Support for this study was provided by NIDDK grants (T32DK06387, DK075360), JDRF (11-2007-694) and CTSI UL-1 RR025780. The study was performed at the Barbara Davis Center for Childhood Diabetes, Aurora, CO. Dr. Maahs was supported by a grant from NIDDK (DK075360), Dr. Snell-Bergeon by an American Diabetes Association Junior Faculty Award (7-13-CD-10) and Dr. Wadwa by an early career award from the Juvenile Diabetes Research Foundation (11-2007-694).
Author ContributionsPB researched, wrote, contributed to discussion, and reviewed/edited the manuscript; LP researched, performed the statistical analyses, contributed to the discussion, reviewed/edited the manuscript; CR researched, contributed to the discussion, reviewed/edited the manuscript; MGL researched, contributed to the discussion, reviewed/edited the manuscript; JKSB researched, contributed to the discussion, reviewed/edited the manuscript; RJJ researched, contributed to the discussion, reviewed/edited the manuscript; RPW researched, contributed to discussion, and reviewed/edited the manuscript; DMM researched, contributed to discussion, and reviewed/edited the manuscript.

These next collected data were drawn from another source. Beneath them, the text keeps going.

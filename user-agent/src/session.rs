//! Driver session: one service lifecycle plus one control channel.
//!
//! `load` installs (or reuses) the privileged component and connects to it,
//! `unload` reverses that, and `dispose` is the idempotent teardown also run
//! on drop. A session optionally holds an attached target process; memory
//! access goes through the borrowing [`RemoteMemory`] view.

use log::Level;
use thiserror::Error;

use crate::channel::{can_connect_to, ChannelError, ControlChannel, Device};
use crate::config::{ConfigError, IoMethod, MemoryConfig, ServiceConfig};
use crate::memdrv_log;
use crate::memory::{self, MemoryError, RemoteMemory, Target};
use crate::notify::Notifier;
use crate::service::{ServiceBackend, ServiceError, ServiceLifecycle};

#[derive(Debug, Clone, Copy, PartialEq, Eq)]
pub enum SessionEvent {
    Loaded,
    Unloaded,
    Disposed,
}

#[derive(Debug, Error)]
pub enum SessionError {
    #[error(transparent)]
    Config(#[from] ConfigError),

    #[error(transparent)]
    Service(#[from] ServiceError),

    #[error(transparent)]
    Channel(#[from] ChannelError),

    #[error(transparent)]
    Memory(#[from] MemoryError),

    #[error("session was disposed")]
    Disposed,
}

pub struct DriverSession<B: ServiceBackend, D: Device> {
    config: ServiceConfig,
    memory: MemoryConfig,
    lifecycle: ServiceLifecycle<B>,
    channel: ControlChannel<D>,
    target: Option<Target>,
    loaded: bool,
    disposed: bool,
    events: Notifier<SessionEvent>,
}

#[cfg(windows)]
pub type NativeSession =
    DriverSession<crate::service::win32::ScmBackend, crate::channel::win32::Win32Device>;

#[cfg(windows)]
impl NativeSession {
    pub fn native(config: ServiceConfig) -> Result<Self, SessionError> {
        Self::new(config, crate::service::win32::ScmBackend, crate::channel::win32::Win32Device)
    }
}

impl<B: ServiceBackend, D: Device> DriverSession<B, D> {
    /// Validate `config` and wire the backends together. Nothing is
    /// installed until [`load`](Self::load).
    pub fn new(config: ServiceConfig, backend: B, device: D) -> Result<Self, SessionError> {
        config.validate()?;
        if config.io_method != IoMethod::ControlChannel {
            return Err(ConfigError::UnsupportedIoMethod(config.io_method).into());
        }

        let channel = ControlChannel::new(device, config.endpoint.clone());
        Ok(Self {
            config,
            memory: MemoryConfig::default(),
            lifecycle: ServiceLifecycle::new(backend),
            channel,
            target: None,
            loaded: false,
            disposed: false,
            events: Notifier::new("session"),
        })
    }

    pub fn with_memory_config(mut self, memory: MemoryConfig) -> Self {
        self.memory = memory;
        self
    }

    pub fn config(&self) -> &ServiceConfig {
        &self.config
    }

    pub fn lifecycle(&self) -> &ServiceLifecycle<B> {
        &self.lifecycle
    }

    pub fn channel(&self) -> &ControlChannel<D> {
        &self.channel
    }

    pub fn channel_mut(&mut self) -> &mut ControlChannel<D> {
        &mut self.channel
    }

    pub fn events(&mut self) -> &mut Notifier<SessionEvent> {
        &mut self.events
    }

    pub fn is_loaded(&self) -> bool {
        self.loaded
    }

    pub fn is_disposed(&self) -> bool {
        self.disposed
    }

    pub fn is_connected(&self) -> bool {
        self.channel.is_connected()
    }

    pub fn is_attached(&self) -> bool {
        self.target.is_some()
    }

    pub fn target(&self) -> Option<Target> {
        self.target
    }

    /// Create, start unless the endpoint is already there, then connect.
    ///
    /// A failed connect is logged and does not fail the load; check
    /// [`is_connected`](Self::is_connected) afterwards.
    pub fn load(&mut self) -> Result<(), SessionError> {
        if self.disposed {
            return Err(SessionError::Disposed);
        }

        self.lifecycle.create(&self.config)?;

        if can_connect_to(self.channel.device(), &self.config.endpoint) {
            memdrv_log!(
                Level::Warn,
                "session",
                "{} is already reachable; assuming a resident component and skipping start",
                self.config.endpoint
            );
        } else {
            self.lifecycle.start()?;
        }

        self.loaded = true;

        if self.channel.is_connected() {
            self.channel.disconnect();
        }
        if let Err(e) = self.channel.connect() {
            memdrv_log!(Level::Error, "session", "loaded '{}' but could not connect: {}", self.config.name, e);
        }

        memdrv_log!(Level::Info, "session", "'{}' loaded", self.config.name);
        self.events.emit(SessionEvent::Loaded);
        Ok(())
    }

    /// Disconnect, stop and delete. Drops any attached target.
    pub fn unload(&mut self) -> Result<(), SessionError> {
        if self.channel.is_connected() {
            self.channel.disconnect();
        }
        self.target = None;

        self.lifecycle.stop()?;
        self.lifecycle.delete()?;

        self.loaded = false;
        memdrv_log!(Level::Info, "session", "'{}' unloaded", self.config.name);
        self.events.emit(SessionEvent::Unloaded);
        Ok(())
    }

    /// Idempotent teardown. Unload failures are logged only.
    pub fn dispose(&mut self) {
        if self.disposed {
            return;
        }
        self.disposed = true;

        if self.lifecycle.is_created() {
            if let Err(e) = self.unload() {
                memdrv_log!(Level::Error, "session", "unload during dispose failed: {}", e);
            }
        }
        self.target = None;
        self.channel.dispose();
        self.events.emit(SessionEvent::Disposed);
    }

    /// Close the channel and retire the session without unloading, so the
    /// component stays resident for a later session to pick up.
    pub fn release(&mut self) {
        if self.disposed {
            return;
        }
        self.disposed = true;
        self.target = None;
        self.channel.dispose();
        memdrv_log!(Level::Warn, "session", "'{}' released; component left resident", self.config.name);
        self.events.emit(SessionEvent::Disposed);
    }

    /// Select `process_id` as the target and resolve its base address.
    pub fn attach(&mut self, process_id: u64) -> Result<Target, SessionError> {
        self.target = None;
        let base = memory::query_base(&self.channel, process_id)?;
        if process_id == 0 || base <= shared::constants::MIN_PROCESS_BASE {
            memdrv_log!(Level::Error, "session", "process {} not found (base {:#x})", process_id, base);
            return Err(MemoryError::NoProcess { process_id, base }.into());
        }

        let target = Target { process_id, base };
        memdrv_log!(Level::Info, "session", "attached to {} at {:#x}", process_id, base);
        self.target = Some(target);
        Ok(target)
    }

    pub fn detach(&mut self) {
        self.target = None;
    }

    /// Memory view over the channel and the current target.
    pub fn memory(&self) -> RemoteMemory<'_, D> {
        RemoteMemory::new(&self.channel, self.target, self.memory.scan_block_size)
    }
}

impl<B: ServiceBackend, D: Device> Drop for DriverSession<B, D> {
    fn drop(&mut self) {
        self.dispose();
    }
}

impl<B: ServiceBackend, D: Device> std::fmt::Debug for DriverSession<B, D> {
    fn fmt(&self, f: &mut std::fmt::Formatter<'_>) -> std::fmt::Result {
        f.debug_struct("DriverSession")
            .field("name", &self.config.name)
            .field("loaded", &self.loaded)
            .field("disposed", &self.disposed)
            .field("channel", &self.channel)
            .field("target", &self.target)
            .finish()
    }
}

#[cfg(test)]
mod tests {
    use super::*;
    use crate::sim::{SimWorld, SimulatedDevice, SimulatedScm};
    use std::time::Duration;

    fn session(world: &SimWorld) -> DriverSession<SimulatedScm, SimulatedDevice> {
        let cfg = ServiceConfig::new("MemDrv", "memdrv.sys", r"\\.\MemDrv")
            .with_timeouts(Duration::from_millis(50), Duration::from_millis(1));
        DriverSession::new(cfg, world.scm(), world.device()).unwrap()
    }

    #[test]
    fn rejects_io_methods_without_transport() {
        let world = SimWorld::new();
        for io in [IoMethod::None, IoMethod::SharedMemory] {
            let cfg = ServiceConfig::new("MemDrv", "memdrv.sys", r"\\.\MemDrv").with_io_method(io);
            let err = DriverSession::new(cfg, world.scm(), world.device()).unwrap_err();
            assert!(matches!(err, SessionError::Config(ConfigError::UnsupportedIoMethod(m)) if m == io));
        }
    }

    #[test]
    fn load_failure_leaves_session_unloaded() {
        let world = SimWorld::new();
        world.fail_start(true);
        let mut s = session(&world);
        assert!(matches!(s.load(), Err(SessionError::Service(ServiceError::Start { .. }))));
        assert!(!s.is_loaded());
        assert!(!s.is_connected());
    }

    #[test]
    fn attach_requires_a_connection() {
        let world = SimWorld::new();
        let mut s = session(&world);
        assert!(matches!(s.attach(42), Err(SessionError::Memory(MemoryError::NotConnected))));
    }

    #[test]
    fn dispose_without_load_only_emits() {
        let world = SimWorld::new();
        let mut s = session(&world);
        let rx = s.events().subscribe();
        s.dispose();
        assert_eq!(rx.try_iter().collect::<Vec<_>>(), vec![SessionEvent::Disposed]);
        assert!(matches!(s.load(), Err(SessionError::Disposed)));
    }
}
//! CLI to internal type conversions.

use crate::{cli::Format, output::OutputFormat};

/// # Example
///
/// ```
/// use nl2sql_assistant::{cli::Format, output::OutputFormat};
///
/// let format = OutputFormat::from(Format::Json);
/// assert!(matches!(format, OutputFormat::Json));
/// ```
impl From<Format> for OutputFormat {
    fn from(format: Format) -> Self {
        match format {
            Format::Text => Self::Text,
            Format::Json => Self::Json,
            Format::Yaml => Self::Yaml
        }
    }
}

Conflict of interest disclosure
Drs. Bjornstad, Roncal, Pyle Lanaspa, Snell-Bergeon, Wadwa and Maahs and Ms. Harra and Bishop have no conflict of interest to disclose. Dr Johnson holds a patent related to lowering uric acid in the treatment of diabetic nephropathy and has shares with XORT therapeutics.
Duality of interest
Drs. Bjornstad, Pyle and Maahs are the guarantors of this work and, as such, had full access to all the data in the study and take responsibility for the integrity of the data and the accuracy of the data analysis.
Compliance with ethical standards
The study was approved by the Colorado Multiple Institution Review Board, and informed consent and assent (for subjects <18 years) were obtained from all subjects.